Dominican Republic expels 1,800 children to Haiti: UNICEF

Published:Wednesday | November 23, 2022 | 4:21 PM
People bathe in the Massacre River on the border between the Dominican Republic and Haiti, in Ouanaminthe, Dominican Republic, November 19, 2021. Dominican authorities have expelled at least 1,800 unaccompanied Haitian migrant children in 2022 back to their crisis-stricken country, UNICEF said on November 22, 2022. The Dominican Republic denied the claim. (AP Photo/Matias Delacroix, File)

HAVANA (AP) — Dominican authorities have expelled at least 1,800 unaccompanied Haitian migrant children this year, sending them back to their crisis-stricken country, UNICEF said.

The Dominican Republic denied the claim, which came Tuesday amid the government's intensifying crackdown on migration in response to a cholera outbreak and ongoing gang violence in Haiti. The two countries share a 240-mile (390-kilometre) border on the island of Hispaniola.

The crackdown has provoked harsh criticism by international observers, including the United States, which have accused the country of mass deportations, racist treatment of migrants and detentions of Haitians in facilities with poor conditions.

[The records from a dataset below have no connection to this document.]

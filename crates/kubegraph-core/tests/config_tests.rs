use kubegraph_core::config::{
    DEFAULT_DATA_DIR, DEFAULT_INTAKE_CAPACITY, DEFAULT_LAYOUT_STRATEGY, DEFAULT_MAX_NODES,
    DEFAULT_SNAPSHOTS_DIR,
};
use kubegraph_core::layout::StrategyKind;
use kubegraph_core::{Config, LayoutEngine, LayoutSeed};
use std::path::PathBuf;
use tempfile::TempDir;

#[test]
fn test_default_config() {
    let config = Config::default();
    assert_eq!(config.engine.intake_capacity, DEFAULT_INTAKE_CAPACITY);
    assert_eq!(config.layout.strategy, DEFAULT_LAYOUT_STRATEGY);
    assert_eq!(config.export.max_nodes, DEFAULT_MAX_NODES);
    assert_eq!(
        config.storage.snapshots_path(),
        PathBuf::from(DEFAULT_DATA_DIR).join(DEFAULT_SNAPSHOTS_DIR)
    );
}

#[test]
fn test_default_config_string_parses() {
    let text = Config::default_config_string();
    assert!(text.contains("[engine]"));
    assert!(text.contains("[layout]"));
    assert!(text.contains("[storage]"));
    assert!(text.contains("[export]"));

    let parsed: Config = toml::from_str(&text).unwrap();
    assert_eq!(parsed.engine.max_batch, Config::default().engine.max_batch);
    assert_eq!(parsed.layout.strategy, DEFAULT_LAYOUT_STRATEGY);
}

#[test]
fn test_config_from_file() {
    let temp_dir = TempDir::new().unwrap();
    let path = temp_dir.path().join("kubegraph.toml");
    std::fs::write(
        &path,
        r#"
[layout]
strategy = "layered"
seed = "42"

[storage]
data_dir = ".custom-kubegraph"
max_snapshots = 5
"#,
    )
    .unwrap();

    let config = Config::from_file(&path).unwrap();
    assert_eq!(config.layout.strategy_kind().unwrap(), StrategyKind::Layered);
    assert_eq!(config.layout.seed(), Some(LayoutSeed::from_u64(42)));
    assert_eq!(config.storage.data_dir, ".custom-kubegraph");
    assert_eq!(config.storage.max_snapshots, 5);
    assert_eq!(config.engine.intake_capacity, DEFAULT_INTAKE_CAPACITY);

    let engine = LayoutEngine::from_config(&config.layout).unwrap();
    assert_eq!(engine.kind(), StrategyKind::Layered);
}

#[test]
fn test_invalid_file_is_rejected() {
    let temp_dir = TempDir::new().unwrap();
    let path = temp_dir.path().join("kubegraph.toml");

    std::fs::write(&path, "[export]\nmax_nodes = 0\n").unwrap();
    assert!(Config::from_file(&path).is_err());

    std::fs::write(&path, "[layout]\nstrategy = \"spiral\"\n").unwrap();
    assert!(Config::from_file(&path).is_err());

    std::fs::write(&path, "[layout\n").unwrap();
    assert!(Config::from_file(&path).is_err());

    assert!(Config::from_file(temp_dir.path().join("missing.toml")).is_err());
}
use thiserror::Error;

use crate::model::ResourceError;
use crate::store::StoreError;

/// An event the builder could not apply.
#[derive(Debug, Error)]
pub enum ApplyError {
    #[error("Rejected object: {0}")]
    Resource(#[from] ResourceError),

    #[error("Store rejected record: {0}")]
    Store(#[from] StoreError),
}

Among those fleeing to the Dominican Republic are girls and boys, many of whom are sent back to Haiti through different border points, where they have been received by UNICEF partners at the border, according to the organisation.

The information was first reported by CNN, and confirmed by UNICEF, which declined to comment further. It is still unclear if the children were expelled without their parents, got separated during the journey or fled Haiti alone.

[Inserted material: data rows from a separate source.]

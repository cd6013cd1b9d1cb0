//! In-memory graph store.
//!
//! The store owns every node and edge record. It is mutated by a single
//! writer (the builder) and hands out [`GraphSnapshot`]s that share
//! structure with the live state until the next write touches them.

mod delta;
mod error;
mod pending;
mod snapshot;

pub use delta::GraphDelta;
pub use error::StoreError;
pub use pending::{ExpiredEdge, PendingEdges};
pub use snapshot::{GraphRecords, GraphSnapshot};

use std::collections::{BTreeSet, HashMap};
use std::sync::Arc;
use std::time::{Duration, Instant};

use crate::model::{Edge, EdgeId, Node, NodeId, Relation};
use delta::Journal;

/// What an upsert did to a node.
#[derive(Debug, Clone, Copy, PartialEq, Eq)]
pub enum NodeOutcome {
    Created,
    Updated,
    /// Same content as the stored node; nothing changed.
    Unchanged,
}

#[derive(Debug, Clone, PartialEq, Eq)]
pub struct NodeChange {
    pub outcome: NodeOutcome,
    pub revision: u64,
    /// Pending edges that materialized because this node appeared.
    pub promoted: Vec<EdgeId>,
}

/// What an upsert did to an edge.
#[derive(Debug, Clone, PartialEq, Eq)]
pub enum EdgeOutcome {
    Inserted,
    /// Same identity, different label.
    Updated,
    Unchanged,
    /// An endpoint is missing; the edge waits in the pending table.
    Pending { missing: NodeId },
}

/// A node removed together with its incident edges.
#[derive(Debug, Clone)]
pub struct RemovedNode {
    pub node: Node,
    pub edges: Vec<Edge>,
}

/// Node and edge records with lookup indices.
#[derive(Debug, Default)]
pub struct GraphStore {
    state: GraphSnapshot,
    by_namespace: HashMap<String, BTreeSet<NodeId>>,
    pending: PendingEdges,
    journal: Journal,
}

impl GraphStore {
    pub fn new() -> Self {
        Self::default()
    }

    pub fn version(&self) -> u64 {
        self.state.version
    }

    /// Consistent view of the current state.
    pub fn snapshot(&self) -> GraphSnapshot {
        self.state.clone()
    }

    pub fn node(&self, id: &NodeId) -> Option<&Node> {
        self.state.nodes.get(id)
    }

    pub fn contains_node(&self, id: &NodeId) -> bool {
        self.state.nodes.contains_key(id)
    }

    pub fn edge(&self, id: &EdgeId) -> Option<&Edge> {
        self.state.edges.get(id)
    }

    pub fn node_count(&self) -> usize {
        self.state.nodes.len()
    }

    pub fn edge_count(&self) -> usize {
        self.state.edges.len()
    }

    /// Insert a node, or overwrite the node with the same id.
    ///
    /// The stored revision starts at 1 and is bumped whenever the content
    /// changes; the caller's revision is ignored.
    pub fn upsert_node(&mut self, mut node: Node) -> Result<NodeChange, StoreError> {
        let expected = NodeId::new(node.kind, node.namespace.as_deref(), &node.name);
        if expected != node.id {
            return Err(StoreError::NodeIdMismatch { id: node.id });
        }

        if let Some(existing) = self.state.nodes.get(&node.id) {
            if existing.same_content(&node) {
                return Ok(NodeChange {
                    outcome: NodeOutcome::Unchanged,
                    revision: existing.revision,
                    promoted: Vec::new(),
                });
            }
            node.revision = existing.revision + 1;
            let revision = node.revision;
            self.journal.node_upserted(&node.id);
            Arc::make_mut(&mut self.state.nodes).insert(node.id.clone(), node);
            self.state.version += 1;
            return Ok(NodeChange {
                outcome: NodeOutcome::Updated,
                revision,
                promoted: Vec::new(),
            });
        }

        node.revision = 1;
        let id = node.id.clone();
        if let Some(ns) = &node.namespace {
            self.by_namespace
                .entry(ns.clone())
                .or_default()
                .insert(id.clone());
        }
        self.journal.node_upserted(&id);
        Arc::make_mut(&mut self.state.nodes).insert(id.clone(), node);
        self.state.version += 1;

        let mut promoted = Vec::new();
        for (edge, queued_at) in self.pending.take(&id) {
            match self.missing_endpoint(&edge) {
                None => {
                    promoted.push(edge.id.clone());
                    self.insert_live(edge);
                }
                Some(other) => self.pending.insert(other, edge, queued_at),
            }
        }

        Ok(NodeChange {
            outcome: NodeOutcome::Created,
            revision: 1,
            promoted,
        })
    }

    /// Remove a node and every edge touching it.
    pub fn remove_node(&mut self, id: &NodeId) -> Option<RemovedNode> {
        if !self.state.nodes.contains_key(id) {
            return None;
        }

        let incident: BTreeSet<EdgeId> = self
            .state
            .outgoing
            .get(id)
            .into_iter()
            .chain(self.state.incoming.get(id))
            .flat_map(|ids| ids.iter().cloned())
            .collect();
        let edges = incident
            .iter()
            .filter_map(|edge_id| self.remove_live(edge_id))
            .collect();

        let node = Arc::make_mut(&mut self.state.nodes).remove(id)?;
        if let Some(ns) = &node.namespace {
            if let Some(ids) = self.by_namespace.get_mut(ns) {
                ids.remove(id);
                if ids.is_empty() {
                    self.by_namespace.remove(ns);
                }
            }
        }
        self.pending.purge_endpoint(id);
        self.journal.node_removed(id);
        self.state.version += 1;

        Some(RemovedNode { node, edges })
    }

    pub fn upsert_edge(&mut self, edge: Edge) -> Result<EdgeOutcome, StoreError> {
        self.upsert_edge_at(edge, Instant::now())
    }

    /// Insert an edge, or queue it as pending when an endpoint is missing.
    pub fn upsert_edge_at(&mut self, edge: Edge, now: Instant) -> Result<EdgeOutcome, StoreError> {
        if edge.id != EdgeId::derive(&edge.source, &edge.target, edge.relation) {
            return Err(StoreError::EdgeIdMismatch(edge.id));
        }
        if edge.source == edge.target {
            return Err(StoreError::SelfLoop(edge.id));
        }

        if let Some(missing) = self.missing_endpoint(&edge) {
            self.pending.insert(missing.clone(), edge, now);
            return Ok(EdgeOutcome::Pending { missing });
        }

        let outcome = match self.state.edges.get(&edge.id) {
            Some(existing) if existing == &edge => return Ok(EdgeOutcome::Unchanged),
            Some(_) => EdgeOutcome::Updated,
            None => EdgeOutcome::Inserted,
        };
        self.pending.discard(&edge.id);
        self.insert_live(edge);
        Ok(outcome)
    }

    /// Remove a live or pending edge. Returns true if anything was removed.
    pub fn remove_edge(&mut self, id: &EdgeId) -> bool {
        self.remove_live(id).is_some() || self.pending.discard(id)
    }

    /// Nodes owned by `id` through ownership edges, in id order.
    pub fn nodes_by_owner(&self, id: &NodeId) -> Vec<&Node> {
        self.state
            .outgoing(id)
            .filter(|e| e.relation == Relation::Ownership)
            .filter_map(|e| self.state.nodes.get(&e.target))
            .collect()
    }

    /// Nodes in namespace `ns`, in id order. Does not include the namespace node.
    pub fn nodes_in_namespace(&self, ns: &str) -> Vec<&Node> {
        self.by_namespace
            .get(ns)
            .into_iter()
            .flat_map(|ids| ids.iter())
            .filter_map(|id| self.state.nodes.get(id))
            .collect()
    }

    pub fn pending(&self) -> &PendingEdges {
        &self.pending
    }

    /// Drop pending edges that waited longer than `horizon`. See
    /// [`PendingEdges::expire`] for `clock_start`.
    pub fn expire_pending<F>(&mut self, now: Instant, horizon: Duration, clock_start: F) -> Vec<ExpiredEdge>
    where
        F: Fn(&NodeId) -> Option<Instant>,
    {
        self.pending.expire(now, horizon, clock_start)
    }

    /// Whether anything changed since the last [`GraphStore::take_delta`].
    pub fn has_changes(&self) -> bool {
        !self.journal.is_empty()
    }

    /// Drain the change journal into a delta against the current state.
    pub fn take_delta(&mut self) -> GraphDelta {
        let journal = std::mem::take(&mut self.journal);
        GraphDelta {
            version: self.state.version,
            added_nodes: journal
                .added_nodes
                .iter()
                .filter_map(|id| self.state.nodes.get(id).cloned())
                .collect(),
            removed_node_ids: journal.removed_nodes.into_iter().collect(),
            added_edges: journal
                .added_edges
                .iter()
                .filter_map(|id| self.state.edges.get(id).cloned())
                .collect(),
            removed_edge_ids: journal.removed_edges.into_iter().collect(),
        }
    }

    fn missing_endpoint(&self, edge: &Edge) -> Option<NodeId> {
        [&edge.source, &edge.target]
            .into_iter()
            .find(|id| !self.state.nodes.contains_key(*id))
            .cloned()
    }

    fn insert_live(&mut self, edge: Edge) {
        Arc::make_mut(&mut self.state.outgoing)
            .entry(edge.source.clone())
            .or_default()
            .insert(edge.id.clone());
        Arc::make_mut(&mut self.state.incoming)
            .entry(edge.target.clone())
            .or_default()
            .insert(edge.id.clone());
        self.journal.edge_upserted(&edge.id);
        Arc::make_mut(&mut self.state.edges).insert(edge.id.clone(), edge);
        self.state.version += 1;
    }

    fn remove_live(&mut self, id: &EdgeId) -> Option<Edge> {
        if !self.state.edges.contains_key(id) {
            return None;
        }
        let edge = Arc::make_mut(&mut self.state.edges).remove(id)?;
        for (index, endpoint) in [
            (&mut self.state.outgoing, &edge.source),
            (&mut self.state.incoming, &edge.target),
        ] {
            let index = Arc::make_mut(index);
            if let Some(ids) = index.get_mut(endpoint) {
                ids.remove(id);
                if ids.is_empty() {
                    index.remove(endpoint);
                }
            }
        }
        self.journal.edge_removed(id);
        self.state.version += 1;
        Some(edge)
    }
}

#[cfg(test)]
mod tests {
    use super::*;
    use crate::model::{HealthStatus, ResourceKind};
    use std::collections::BTreeMap;

    fn node(kind: ResourceKind, ns: Option<&str>, name: &str) -> Node {
        Node {
            id: NodeId::new(kind, ns, name),
            kind,
            name: name.to_string(),
            namespace: ns.map(str::to_string),
            uid: None,
            status: HealthStatus::Healthy,
            revision: 0,
            attributes: BTreeMap::new(),
        }
    }

    #[test]
    fn test_upsert_node_bumps_revision_only_on_change() {
        let mut store = GraphStore::new();
        let pod = node(ResourceKind::Pod, Some("ns"), "p");

        assert_eq!(store.upsert_node(pod.clone()).unwrap().outcome, NodeOutcome::Created);
        let again = store.upsert_node(pod.clone()).unwrap();
        assert_eq!(again.outcome, NodeOutcome::Unchanged);
        assert_eq!(again.revision, 1);

        let mut changed = pod;
        changed.status = HealthStatus::Degraded;
        let change = store.upsert_node(changed).unwrap();
        assert_eq!(change.outcome, NodeOutcome::Updated);
        assert_eq!(change.revision, 2);
        assert_eq!(store.node_count(), 1);
    }

    #[test]
    fn test_pending_edge_promoted_on_arrival() {
        let mut store = GraphStore::new();
        let pod = node(ResourceKind::Pod, Some("ns"), "p");
        let cm = node(ResourceKind::ConfigMap, Some("ns"), "c");
        store.upsert_node(pod.clone()).unwrap();

        let edge = Edge::new(pod.id.clone(), cm.id.clone(), Relation::VolumeReference);
        assert_eq!(
            store.upsert_edge(edge.clone()).unwrap(),
            EdgeOutcome::Pending { missing: cm.id.clone() }
        );
        assert_eq!(store.edge_count(), 0);
        assert_eq!(store.pending().len(), 1);

        let change = store.upsert_node(cm).unwrap();
        assert_eq!(change.promoted, vec![edge.id.clone()]);
        assert!(store.edge(&edge.id).is_some());
        assert!(store.pending().is_empty());
    }

    #[test]
    fn test_remove_node_cascades() {
        let mut store = GraphStore::new();
        let ns = node(ResourceKind::Namespace, None, "ns");
        let pod = node(ResourceKind::Pod, Some("ns"), "p");
        store.upsert_node(ns.clone()).unwrap();
        store.upsert_node(pod.clone()).unwrap();
        store
            .upsert_edge(Edge::new(ns.id.clone(), pod.id.clone(), Relation::NamespaceContainment))
            .unwrap();

        let removed = store.remove_node(&pod.id).unwrap();
        assert_eq!(removed.edges.len(), 1);
        assert_eq!(store.edge_count(), 0);
        assert_eq!(store.snapshot().degree(&ns.id), 0);
        assert!(store.nodes_in_namespace("ns").is_empty());
    }

    #[test]
    fn test_snapshot_is_isolated_from_later_writes() {
        let mut store = GraphStore::new();
        store.upsert_node(node(ResourceKind::Namespace, None, "a")).unwrap();
        let before = store.snapshot();
        store.upsert_node(node(ResourceKind::Namespace, None, "b")).unwrap();

        assert_eq!(before.node_count(), 1);
        assert_eq!(store.snapshot().node_count(), 2);
        assert!(store.snapshot().version() > before.version());
    }

    #[test]
    fn test_rejects_forged_edge_id() {
        let mut store = GraphStore::new();
        let a = NodeId::namespace("a");
        let mut edge = Edge::new(a.clone(), NodeId::namespace("b"), Relation::Ownership);
        edge.relation = Relation::SelectorMatch;
        assert!(matches!(store.upsert_edge(edge), Err(StoreError::EdgeIdMismatch(_))));
        assert!(matches!(
            store.upsert_edge(Edge::new(a.clone(), a, Relation::Ownership)),
            Err(StoreError::SelfLoop(_))
        ));
    }

    #[test]
    fn test_delta_tracks_changes() {
        let mut store = GraphStore::new();
        let ns = node(ResourceKind::Namespace, None, "ns");
        let pod = node(ResourceKind::Pod, Some("ns"), "p");
        store.upsert_node(ns.clone()).unwrap();
        store.upsert_node(pod.clone()).unwrap();
        store
            .upsert_edge(Edge::new(ns.id.clone(), pod.id.clone(), Relation::NamespaceContainment))
            .unwrap();

        let delta = store.take_delta();
        assert_eq!(delta.added_nodes.len(), 2);
        assert_eq!(delta.added_edges.len(), 1);
        assert!(!store.has_changes());

        store.remove_node(&pod.id);
        let delta = store.take_delta();
        assert_eq!(delta.removed_node_ids, vec![pod.id]);
        assert_eq!(delta.removed_edge_ids.len(), 1);
        assert!(delta.added_nodes.is_empty());
    }

    #[test]
    fn test_nodes_by_owner() {
        let mut store = GraphStore::new();
        let rs = node(ResourceKind::ReplicaSet, Some("ns"), "rs");
        let pod = node(ResourceKind::Pod, Some("ns"), "p");
        store.upsert_node(rs.clone()).unwrap();
        store.upsert_node(pod.clone()).unwrap();
        store
            .upsert_edge(Edge::new(rs.id.clone(), pod.id.clone(), Relation::Ownership))
            .unwrap();

        let owned: Vec<_> = store.nodes_by_owner(&rs.id).iter().map(|n| n.id.clone()).collect();
        assert_eq!(owned, vec![pod.id]);
    }
}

Venancio Alcántara, director of the Dominican Republic's migration authority, denied the claims, saying the agency follows specific procedures with child migrants and that “minors are with their parents at all times.”

“All deportations are carried out with complete and absolute respect for human dignity and human rights,” Alcántara wrote in a statement Tuesday.

Tensions fuelled by migration have simmered for years between the two countries, but they have only deepened since the 2021 assassination of Haitian President Jovenel Moïse, which thrust an already crisis-stricken Haiti into chaos.

Dominican authorities say heightened border enforcement and deportations are crucial to national security amid intensifying turmoil in the neighbouring country. An unidentified number of protesters last week attempted to burn down the Dominican consulate in Cap-Haïtien, a municipality in the north of the country, Haitian authorities said Wednesday.